**PROBLEM STATEMENT:** The stretch wanted below opens at the line containing "String, message: Message" and closes at the line containing "#[derive(Clone)]". Please return it exactly, with no other lines.

***** WORKING DATA *****

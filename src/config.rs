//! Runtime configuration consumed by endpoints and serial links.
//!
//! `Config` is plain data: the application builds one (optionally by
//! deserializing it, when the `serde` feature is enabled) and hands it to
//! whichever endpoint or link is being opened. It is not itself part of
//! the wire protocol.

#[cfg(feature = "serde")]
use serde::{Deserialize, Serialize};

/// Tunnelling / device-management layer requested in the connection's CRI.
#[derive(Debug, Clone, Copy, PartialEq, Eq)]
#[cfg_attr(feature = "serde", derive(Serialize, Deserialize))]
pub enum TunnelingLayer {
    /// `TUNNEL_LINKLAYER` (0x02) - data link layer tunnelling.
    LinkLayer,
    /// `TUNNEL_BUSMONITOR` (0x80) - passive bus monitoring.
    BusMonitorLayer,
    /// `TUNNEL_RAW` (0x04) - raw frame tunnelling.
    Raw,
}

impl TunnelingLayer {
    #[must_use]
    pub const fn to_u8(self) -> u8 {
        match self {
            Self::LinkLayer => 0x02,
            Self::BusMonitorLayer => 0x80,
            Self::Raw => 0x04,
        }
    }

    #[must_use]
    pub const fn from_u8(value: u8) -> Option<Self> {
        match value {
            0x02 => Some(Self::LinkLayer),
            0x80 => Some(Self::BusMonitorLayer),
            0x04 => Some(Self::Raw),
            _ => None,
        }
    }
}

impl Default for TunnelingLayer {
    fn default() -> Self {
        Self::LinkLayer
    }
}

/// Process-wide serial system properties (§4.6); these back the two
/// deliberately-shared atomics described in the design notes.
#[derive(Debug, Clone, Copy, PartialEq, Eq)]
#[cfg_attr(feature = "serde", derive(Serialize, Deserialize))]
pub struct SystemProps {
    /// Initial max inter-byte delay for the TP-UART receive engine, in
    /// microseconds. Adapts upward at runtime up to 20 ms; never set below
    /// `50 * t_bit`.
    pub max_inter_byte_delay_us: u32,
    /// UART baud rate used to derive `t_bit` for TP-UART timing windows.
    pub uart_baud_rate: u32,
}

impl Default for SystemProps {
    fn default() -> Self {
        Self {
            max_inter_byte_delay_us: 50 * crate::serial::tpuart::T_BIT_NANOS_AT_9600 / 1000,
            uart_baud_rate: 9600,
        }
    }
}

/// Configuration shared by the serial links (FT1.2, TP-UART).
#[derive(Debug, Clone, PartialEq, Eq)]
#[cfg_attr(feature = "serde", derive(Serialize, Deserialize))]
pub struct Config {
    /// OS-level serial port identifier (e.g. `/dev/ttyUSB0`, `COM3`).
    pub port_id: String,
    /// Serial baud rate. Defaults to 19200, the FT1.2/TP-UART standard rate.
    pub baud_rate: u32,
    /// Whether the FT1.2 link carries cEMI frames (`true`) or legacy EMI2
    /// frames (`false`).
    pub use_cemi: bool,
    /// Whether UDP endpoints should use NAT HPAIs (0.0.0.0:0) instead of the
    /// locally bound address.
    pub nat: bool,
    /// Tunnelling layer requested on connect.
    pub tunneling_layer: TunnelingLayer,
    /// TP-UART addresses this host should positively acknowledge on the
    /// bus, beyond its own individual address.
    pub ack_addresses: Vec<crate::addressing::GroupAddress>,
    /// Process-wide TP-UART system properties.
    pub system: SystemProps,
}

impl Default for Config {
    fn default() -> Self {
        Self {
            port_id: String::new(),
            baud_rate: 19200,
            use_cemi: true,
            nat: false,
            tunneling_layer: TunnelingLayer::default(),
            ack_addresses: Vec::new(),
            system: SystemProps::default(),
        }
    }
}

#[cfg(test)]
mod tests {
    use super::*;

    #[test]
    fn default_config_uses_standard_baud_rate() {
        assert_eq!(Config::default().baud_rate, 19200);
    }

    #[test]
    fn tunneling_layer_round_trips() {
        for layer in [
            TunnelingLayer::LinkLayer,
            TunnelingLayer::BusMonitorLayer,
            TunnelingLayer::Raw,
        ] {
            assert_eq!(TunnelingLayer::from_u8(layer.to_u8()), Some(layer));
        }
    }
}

*****
***** WORKING DATA *****

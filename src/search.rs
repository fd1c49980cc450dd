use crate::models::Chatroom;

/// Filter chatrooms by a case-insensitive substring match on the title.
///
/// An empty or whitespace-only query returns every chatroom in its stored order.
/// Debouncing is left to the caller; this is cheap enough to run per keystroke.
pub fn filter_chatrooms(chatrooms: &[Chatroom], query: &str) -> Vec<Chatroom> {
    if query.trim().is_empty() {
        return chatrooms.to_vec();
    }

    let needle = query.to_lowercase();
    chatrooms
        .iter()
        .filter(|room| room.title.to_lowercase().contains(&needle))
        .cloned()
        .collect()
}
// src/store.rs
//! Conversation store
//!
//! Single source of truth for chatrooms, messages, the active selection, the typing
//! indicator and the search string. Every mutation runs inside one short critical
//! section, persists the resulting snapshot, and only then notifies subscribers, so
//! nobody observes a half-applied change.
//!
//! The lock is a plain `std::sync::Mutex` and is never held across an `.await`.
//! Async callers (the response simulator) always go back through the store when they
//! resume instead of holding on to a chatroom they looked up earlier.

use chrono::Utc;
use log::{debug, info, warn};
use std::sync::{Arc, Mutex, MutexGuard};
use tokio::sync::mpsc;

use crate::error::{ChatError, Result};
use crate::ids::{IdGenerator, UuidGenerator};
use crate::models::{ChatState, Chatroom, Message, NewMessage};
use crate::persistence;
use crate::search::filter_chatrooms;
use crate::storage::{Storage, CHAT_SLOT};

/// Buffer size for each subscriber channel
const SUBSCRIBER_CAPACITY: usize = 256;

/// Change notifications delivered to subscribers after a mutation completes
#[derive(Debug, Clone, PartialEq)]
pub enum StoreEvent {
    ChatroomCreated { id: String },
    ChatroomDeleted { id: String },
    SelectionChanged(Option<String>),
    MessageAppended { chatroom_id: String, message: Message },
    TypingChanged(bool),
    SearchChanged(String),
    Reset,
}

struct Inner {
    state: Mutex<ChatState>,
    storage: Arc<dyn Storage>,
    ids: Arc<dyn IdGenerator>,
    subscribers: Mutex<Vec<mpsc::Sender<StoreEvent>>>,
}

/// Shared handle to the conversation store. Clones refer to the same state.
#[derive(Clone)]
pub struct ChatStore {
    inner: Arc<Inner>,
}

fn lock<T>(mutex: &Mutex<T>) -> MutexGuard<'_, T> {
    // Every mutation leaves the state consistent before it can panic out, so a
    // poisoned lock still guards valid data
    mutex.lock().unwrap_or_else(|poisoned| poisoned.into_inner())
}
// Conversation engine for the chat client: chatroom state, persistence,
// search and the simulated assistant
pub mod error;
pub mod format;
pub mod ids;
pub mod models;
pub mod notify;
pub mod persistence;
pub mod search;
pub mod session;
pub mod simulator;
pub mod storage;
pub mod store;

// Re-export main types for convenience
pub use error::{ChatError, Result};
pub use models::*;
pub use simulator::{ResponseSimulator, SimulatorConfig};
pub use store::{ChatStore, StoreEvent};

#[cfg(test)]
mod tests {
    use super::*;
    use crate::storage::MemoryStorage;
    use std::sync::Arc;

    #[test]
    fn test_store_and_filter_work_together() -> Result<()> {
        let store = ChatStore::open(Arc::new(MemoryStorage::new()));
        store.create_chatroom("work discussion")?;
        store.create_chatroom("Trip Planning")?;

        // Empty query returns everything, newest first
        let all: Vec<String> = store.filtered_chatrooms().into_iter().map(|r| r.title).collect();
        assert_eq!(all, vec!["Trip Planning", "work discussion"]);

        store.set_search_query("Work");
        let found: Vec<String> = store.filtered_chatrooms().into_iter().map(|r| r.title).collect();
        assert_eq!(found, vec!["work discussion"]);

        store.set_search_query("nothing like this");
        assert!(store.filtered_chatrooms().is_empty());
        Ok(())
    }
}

*****

**EXPECTED ANSWER:**
    MessageAppended { chatroom_id: String, message: Message },
    TypingChanged(bool),
    SearchChanged(String),
    Reset,
}

struct Inner {
    state: Mutex<ChatState>,
    storage: Arc<dyn Storage>,
    ids: Arc<dyn IdGenerator>,
    subscribers: Mutex<Vec<mpsc::Sender<StoreEvent>>>,
}

/// Shared handle to the conversation store. Clones refer to the same state.
#[derive(Clone)]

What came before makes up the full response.